> INFORMATION
################

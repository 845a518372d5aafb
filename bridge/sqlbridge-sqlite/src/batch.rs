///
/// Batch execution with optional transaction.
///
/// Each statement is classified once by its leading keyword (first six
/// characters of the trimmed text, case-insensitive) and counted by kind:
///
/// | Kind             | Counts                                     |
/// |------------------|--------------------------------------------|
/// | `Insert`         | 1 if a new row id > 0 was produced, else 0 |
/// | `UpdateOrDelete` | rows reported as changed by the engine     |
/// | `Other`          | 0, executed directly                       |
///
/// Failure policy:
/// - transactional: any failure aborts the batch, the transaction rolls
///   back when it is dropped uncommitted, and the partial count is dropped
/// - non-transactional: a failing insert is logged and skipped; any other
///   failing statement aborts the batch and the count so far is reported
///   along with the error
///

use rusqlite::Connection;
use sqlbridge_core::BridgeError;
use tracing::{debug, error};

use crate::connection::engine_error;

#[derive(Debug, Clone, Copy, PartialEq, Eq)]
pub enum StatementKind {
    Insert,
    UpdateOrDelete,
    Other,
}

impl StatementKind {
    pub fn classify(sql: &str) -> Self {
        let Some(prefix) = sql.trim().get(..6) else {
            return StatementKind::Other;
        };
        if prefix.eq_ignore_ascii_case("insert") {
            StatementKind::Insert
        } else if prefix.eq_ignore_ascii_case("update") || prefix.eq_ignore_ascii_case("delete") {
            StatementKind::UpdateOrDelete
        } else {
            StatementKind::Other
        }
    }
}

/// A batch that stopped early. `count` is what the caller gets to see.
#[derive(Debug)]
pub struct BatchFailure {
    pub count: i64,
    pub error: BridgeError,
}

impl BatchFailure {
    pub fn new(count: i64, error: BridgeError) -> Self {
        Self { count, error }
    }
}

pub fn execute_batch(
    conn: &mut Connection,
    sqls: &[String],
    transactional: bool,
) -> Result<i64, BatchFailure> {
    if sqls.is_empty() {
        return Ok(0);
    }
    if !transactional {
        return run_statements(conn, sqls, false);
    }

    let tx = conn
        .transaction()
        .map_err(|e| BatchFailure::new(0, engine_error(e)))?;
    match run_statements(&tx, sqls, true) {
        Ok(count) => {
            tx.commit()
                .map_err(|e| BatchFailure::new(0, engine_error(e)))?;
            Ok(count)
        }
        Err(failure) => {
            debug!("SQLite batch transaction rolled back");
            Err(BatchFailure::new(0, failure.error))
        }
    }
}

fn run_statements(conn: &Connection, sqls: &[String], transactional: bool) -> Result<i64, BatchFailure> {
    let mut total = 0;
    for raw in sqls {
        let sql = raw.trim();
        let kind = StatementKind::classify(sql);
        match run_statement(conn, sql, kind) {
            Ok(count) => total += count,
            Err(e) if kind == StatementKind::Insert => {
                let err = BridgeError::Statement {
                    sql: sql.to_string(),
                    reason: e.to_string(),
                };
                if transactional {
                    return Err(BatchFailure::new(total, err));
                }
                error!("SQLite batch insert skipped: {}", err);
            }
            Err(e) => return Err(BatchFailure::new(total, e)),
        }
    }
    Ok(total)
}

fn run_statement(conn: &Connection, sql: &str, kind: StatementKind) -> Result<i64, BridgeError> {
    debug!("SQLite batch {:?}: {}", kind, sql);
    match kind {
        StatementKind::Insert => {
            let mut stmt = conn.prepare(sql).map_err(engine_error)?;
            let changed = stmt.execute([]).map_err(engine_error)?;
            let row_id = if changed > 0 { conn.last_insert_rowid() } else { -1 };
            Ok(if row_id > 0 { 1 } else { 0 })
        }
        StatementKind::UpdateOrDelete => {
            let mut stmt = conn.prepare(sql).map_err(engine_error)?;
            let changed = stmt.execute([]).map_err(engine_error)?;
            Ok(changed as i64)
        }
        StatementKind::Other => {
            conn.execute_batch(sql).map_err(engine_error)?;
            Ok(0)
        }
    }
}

################

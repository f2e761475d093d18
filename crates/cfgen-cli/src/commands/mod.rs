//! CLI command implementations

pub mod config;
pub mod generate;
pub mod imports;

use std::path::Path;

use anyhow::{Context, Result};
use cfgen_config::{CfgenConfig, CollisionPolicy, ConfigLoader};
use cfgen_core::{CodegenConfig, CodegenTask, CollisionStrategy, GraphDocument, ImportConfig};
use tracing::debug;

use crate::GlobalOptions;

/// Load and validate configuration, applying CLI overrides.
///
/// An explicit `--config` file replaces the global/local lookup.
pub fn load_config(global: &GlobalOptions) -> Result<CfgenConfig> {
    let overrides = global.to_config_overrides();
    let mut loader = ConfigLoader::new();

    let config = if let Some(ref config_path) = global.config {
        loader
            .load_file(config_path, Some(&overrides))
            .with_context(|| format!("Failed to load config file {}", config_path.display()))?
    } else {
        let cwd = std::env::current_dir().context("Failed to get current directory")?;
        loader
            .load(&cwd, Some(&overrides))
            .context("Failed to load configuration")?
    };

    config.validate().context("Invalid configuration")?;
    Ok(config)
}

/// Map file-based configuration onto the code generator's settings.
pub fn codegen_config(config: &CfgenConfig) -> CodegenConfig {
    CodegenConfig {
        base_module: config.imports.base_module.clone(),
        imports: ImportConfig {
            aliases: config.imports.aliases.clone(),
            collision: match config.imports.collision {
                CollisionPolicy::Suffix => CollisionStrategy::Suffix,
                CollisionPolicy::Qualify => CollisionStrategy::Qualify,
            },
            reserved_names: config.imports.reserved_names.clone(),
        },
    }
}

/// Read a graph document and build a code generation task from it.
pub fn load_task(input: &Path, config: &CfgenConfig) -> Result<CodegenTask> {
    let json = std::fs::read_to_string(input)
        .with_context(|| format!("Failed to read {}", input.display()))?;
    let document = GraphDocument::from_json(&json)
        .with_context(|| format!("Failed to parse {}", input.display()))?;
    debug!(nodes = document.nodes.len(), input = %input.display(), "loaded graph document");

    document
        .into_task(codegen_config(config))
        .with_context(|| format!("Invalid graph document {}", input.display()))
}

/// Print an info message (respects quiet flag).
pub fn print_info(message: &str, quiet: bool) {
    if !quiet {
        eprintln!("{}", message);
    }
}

################

> WHAT TO PRODUCE
I need every line from the material that contains the word "CodegenConfig".

> REPLY
use cfgen_core::{CodegenConfig, CodegenTask, CollisionStrategy, GraphDocument, ImportConfig};
pub fn codegen_config(config: &CfgenConfig) -> CodegenConfig {
    CodegenConfig {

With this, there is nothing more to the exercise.